Data for the task START

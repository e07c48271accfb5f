//! Rate envelope for deciding whether two observations can be the same player.
//!
//! Every stat is turned into a per-minute rate of change between a previous
//! and a current observation. A pair is plausible when every rate stays
//! inside its bound; kills and deaths are counters and may never go down.

use std::time::Duration;

use crate::models::{Player, SnapshotEntry};

pub const MAX_KILL_RATE: f64 = 20.0;
pub const MAX_DEATH_RATE: f64 = 10.0;
/// Negative rank rate means the player climbed the leaderboard.
pub const MIN_RANK_RATE: f64 = -10.0;
pub const MAX_RANK_RATE: f64 = 100.0;
pub const MIN_ACCURACY_RATE: f64 = -1.0;
pub const MAX_ACCURACY_RATE: f64 = 1.0;

/// Accuracy's legal range is about 1/20th as wide as the others, so its
/// squared rate is scaled by 20² to be comparable.
const ACCURACY_WEIGHT: f64 = 400.0;

/// Per-minute rates of change between two observations.
#[derive(Debug, Clone, Copy, PartialEq)]
pub struct Rates {
  pub kills: f64,
  pub deaths: f64,
  pub rank: f64,
  pub accuracy: f64,
}

impl Rates {
  /// Rates from `prev` to `curr` over `elapsed`.
  ///
  /// An unknown rank on either side contributes a zero rank rate.
  pub fn between(prev: &Player, curr: &Player, elapsed: Duration) -> Self {
    let minutes = minutes(elapsed);
    let rank = match (prev.rank, curr.rank) {
      (Some(p), Some(c)) => rate(c - p, minutes),
      _ => 0.0,
    };
    Self {
      kills: rate(curr.kills - prev.kills, minutes),
      deaths: rate(curr.deaths - prev.deaths, minutes),
      rank,
      accuracy: rate(curr.accuracy - prev.accuracy, minutes),
    }
  }

  /// Whether every rate lies inside its bound.
  pub fn is_admissible(&self) -> bool {
    self.kills <= MAX_KILL_RATE
      && self.deaths <= MAX_DEATH_RATE
      && (MIN_RANK_RATE..=MAX_RANK_RATE).contains(&self.rank)
      && (MIN_ACCURACY_RATE..=MAX_ACCURACY_RATE).contains(&self.accuracy)
  }

  /// Squared distance from "no change"; lower is a closer match.
  pub fn score(&self) -> f64 {
    self.kills.powi(2)
      + self.deaths.powi(2)
      + self.rank.powi(2)
      + ACCURACY_WEIGHT * self.accuracy.powi(2)
  }
}

fn minutes(elapsed: Duration) -> f64 {
  elapsed.as_secs_f64() / 60.0
}

/// Rate of `delta` over `minutes`. Any change over zero time is infinitely fast.
fn rate(delta: i64, minutes: f64) -> f64 {
  if minutes > 0.0 {
    delta as f64 / minutes
  } else if delta == 0 {
    0.0
  } else if delta > 0 {
    f64::INFINITY
  } else {
    f64::NEG_INFINITY
  }
}

/// Whether `prev` could have turned into `curr` within `elapsed`.
pub fn is_similar(prev: &Player, curr: &Player, elapsed: Duration) -> bool {
  if curr.kills < prev.kills || curr.deaths < prev.deaths {
    return false;
  }
  Rates::between(prev, curr, elapsed).is_admissible()
}

/// Score of a rename candidate. Implausible candidates get `f64::MAX`
/// so they never beat a plausible one.
pub fn candidate_score(prev: &Player, curr: &Player, elapsed: Duration) -> f64 {
  if !is_similar(prev, curr, elapsed) {
    return f64::MAX;
  }
  Rates::between(prev, curr, elapsed).score()
}

/// Lowest-scoring candidate; the earliest one wins ties.
pub fn best_candidate<'a>(
  candidates: &'a [SnapshotEntry],
  curr: &Player,
  elapsed: Duration,
) -> Option<&'a SnapshotEntry> {
  let mut best: Option<(&SnapshotEntry, f64)> = None;
  for candidate in candidates {
    let score = candidate_score(&candidate.player, curr, elapsed);
    match best {
      Some((_, best_score)) if score >= best_score => {}
      _ => best = Some((candidate, score)),
    }
  }
  best.map(|(candidate, _)| candidate)
}

/// Inclusive ranges a previous observation's stats must fall in to be a
/// rename candidate for the current one.
#[derive(Debug, Clone, Copy, PartialEq, Eq)]
pub struct SearchBox {
  pub kills: (i64, i64),
  pub deaths: (i64, i64),
  pub rank: (i64, i64),
  pub accuracy: (i64, i64),
}

impl SearchBox {
  /// Invert the rate bounds around `curr`. Returns `None` for an unranked
  /// player, which has nothing to anchor the rank range on.
  pub fn around(curr: &Player, elapsed: Duration) -> Option<Self> {
    let rank = curr.rank?;
    let minutes = minutes(elapsed);
    let span = |bound: f64| (bound * minutes).ceil() as i64;

    Some(Self {
      kills: (curr.kills - span(MAX_KILL_RATE), curr.kills),
      deaths: (curr.deaths - span(MAX_DEATH_RATE), curr.deaths),
      rank: (rank - span(MAX_RANK_RATE), rank + span(-MIN_RANK_RATE)),
      accuracy: (
        curr.accuracy - span(MAX_ACCURACY_RATE),
        curr.accuracy + span(-MIN_ACCURACY_RATE),
      ),
    })
  }

  pub fn contains(&self, player: &Player) -> bool {
    let within = |(lo, hi): (i64, i64), v: i64| lo <= v && v <= hi;
    let Some(rank) = player.rank else {
      return false;
    };
    within(self.kills, player.kills)
      && within(self.deaths, player.deaths)
      && within(self.rank, rank)
      && within(self.accuracy, player.accuracy)
  }
}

Data for the task END

> [Exercise directions] Transcribe the records in full, keeping every character as it is.

> [Solution for this problem]
repository e07c48271accfb5f
//! Rate envelope for deciding whether two observations can be the same player.
//!
//! Every stat is turned into a per-minute rate of change between a previous
//! and a current observation. A pair is plausible when every rate stays
//! inside its bound; kills and deaths are counters and may never go down.

use std::time::Duration;

use crate::models::{Player, SnapshotEntry};

pub const MAX_KILL_RATE: f64 = 20.0;
pub const MAX_DEATH_RATE: f64 = 10.0;
/// Negative rank rate means the player climbed the leaderboard.
pub const MIN_RANK_RATE: f64 = -10.0;
pub const MAX_RANK_RATE: f64 = 100.0;
pub const MIN_ACCURACY_RATE: f64 = -1.0;
pub const MAX_ACCURACY_RATE: f64 = 1.0;

/// Accuracy's legal range is about 1/20th as wide as the others, so its
/// squared rate is scaled by 20² to be comparable.
const ACCURACY_WEIGHT: f64 = 400.0;

/// Per-minute rates of change between two observations.
#[derive(Debug, Clone, Copy, PartialEq)]
pub struct Rates {
  pub kills: f64,
  pub deaths: f64,
  pub rank: f64,
  pub accuracy: f64,
}

impl Rates {
  /// Rates from `prev` to `curr` over `elapsed`.
  ///
  /// An unknown rank on either side contributes a zero rank rate.
  pub fn between(prev: &Player, curr: &Player, elapsed: Duration) -> Self {
    let minutes = minutes(elapsed);
    let rank = match (prev.rank, curr.rank) {
      (Some(p), Some(c)) => rate(c - p, minutes),
      _ => 0.0,
    };
    Self {
      kills: rate(curr.kills - prev.kills, minutes),
      deaths: rate(curr.deaths - prev.deaths, minutes),
      rank,
      accuracy: rate(curr.accuracy - prev.accuracy, minutes),
    }
  }

  /// Whether every rate lies inside its bound.
  pub fn is_admissible(&self) -> bool {
    self.kills <= MAX_KILL_RATE
      && self.deaths <= MAX_DEATH_RATE
      && (MIN_RANK_RATE..=MAX_RANK_RATE).contains(&self.rank)
      && (MIN_ACCURACY_RATE..=MAX_ACCURACY_RATE).contains(&self.accuracy)
  }

  /// Squared distance from "no change"; lower is a closer match.
  pub fn score(&self) -> f64 {
    self.kills.powi(2)
      + self.deaths.powi(2)
      + self.rank.powi(2)
      + ACCURACY_WEIGHT * self.accuracy.powi(2)
  }
}

fn minutes(elapsed: Duration) -> f64 {
  elapsed.as_secs_f64() / 60.0
}

/// Rate of `delta` over `minutes`. Any change over zero time is infinitely fast.
fn rate(delta: i64, minutes: f64) -> f64 {
  if minutes > 0.0 {
    delta as f64 / minutes
  } else if delta == 0 {
    0.0
  } else if delta > 0 {
    f64::INFINITY
  } else {
    f64::NEG_INFINITY
  }
}

/// Whether `prev` could have turned into `curr` within `elapsed`.
pub fn is_similar(prev: &Player, curr: &Player, elapsed: Duration) -> bool {
  if curr.kills < prev.kills || curr.deaths < prev.deaths {
    return false;
  }
  Rates::between(prev, curr, elapsed).is_admissible()
}

/// Score of a rename candidate. Implausible candidates get `f64::MAX`
/// so they never beat a plausible one.
pub fn candidate_score(prev: &Player, curr: &Player, elapsed: Duration) -> f64 {
  if !is_similar(prev, curr, elapsed) {
    return f64::MAX;
  }
  Rates::between(prev, curr, elapsed).score()
}

/// Lowest-scoring candidate; the earliest one wins ties.
pub fn best_candidate<'a>(
  candidates: &'a [SnapshotEntry],
  curr: &Player,
  elapsed: Duration,
) -> Option<&'a SnapshotEntry> {
  let mut best: Option<(&SnapshotEntry, f64)> = None;
  for candidate in candidates {
    let score = candidate_score(&candidate.player, curr, elapsed);
    match best {
      Some((_, best_score)) if score >= best_score => {}
      _ => best = Some((candidate, score)),
    }
  }
  best.map(|(candidate, _)| candidate)
}

/// Inclusive ranges a previous observation's stats must fall in to be a
/// rename candidate for the current one.
#[derive(Debug, Clone, Copy, PartialEq, Eq)]
pub struct SearchBox {
  pub kills: (i64, i64),
  pub deaths: (i64, i64),
  pub rank: (i64, i64),
  pub accuracy: (i64, i64),
}

impl SearchBox {
  /// Invert the rate bounds around `curr`. Returns `None` for an unranked
  /// player, which has nothing to anchor the rank range on.
  pub fn around(curr: &Player, elapsed: Duration) -> Option<Self> {
    let rank = curr.rank?;
    let minutes = minutes(elapsed);
    let span = |bound: f64| (bound * minutes).ceil() as i64;

    Some(Self {
      kills: (curr.kills - span(MAX_KILL_RATE), curr.kills),
      deaths: (curr.deaths - span(MAX_DEATH_RATE), curr.deaths),
      rank: (rank - span(MAX_RANK_RATE), rank + span(-MIN_RANK_RATE)),
      accuracy: (
        curr.accuracy - span(MAX_ACCURACY_RATE),
        curr.accuracy + span(-MIN_ACCURACY_RATE),
      ),
    })
  }

  pub fn contains(&self, player: &Player) -> bool {
    let within = |(lo, hi): (i64, i64), v: i64| lo <= v && v <= hi;
    let Some(rank) = player.rank else {
      return false;
    };
    within(self.kills, player.kills)
      && within(self.deaths, player.deaths)
      && within(self.rank, rank)
      && within(self.accuracy, player.accuracy)
  }
}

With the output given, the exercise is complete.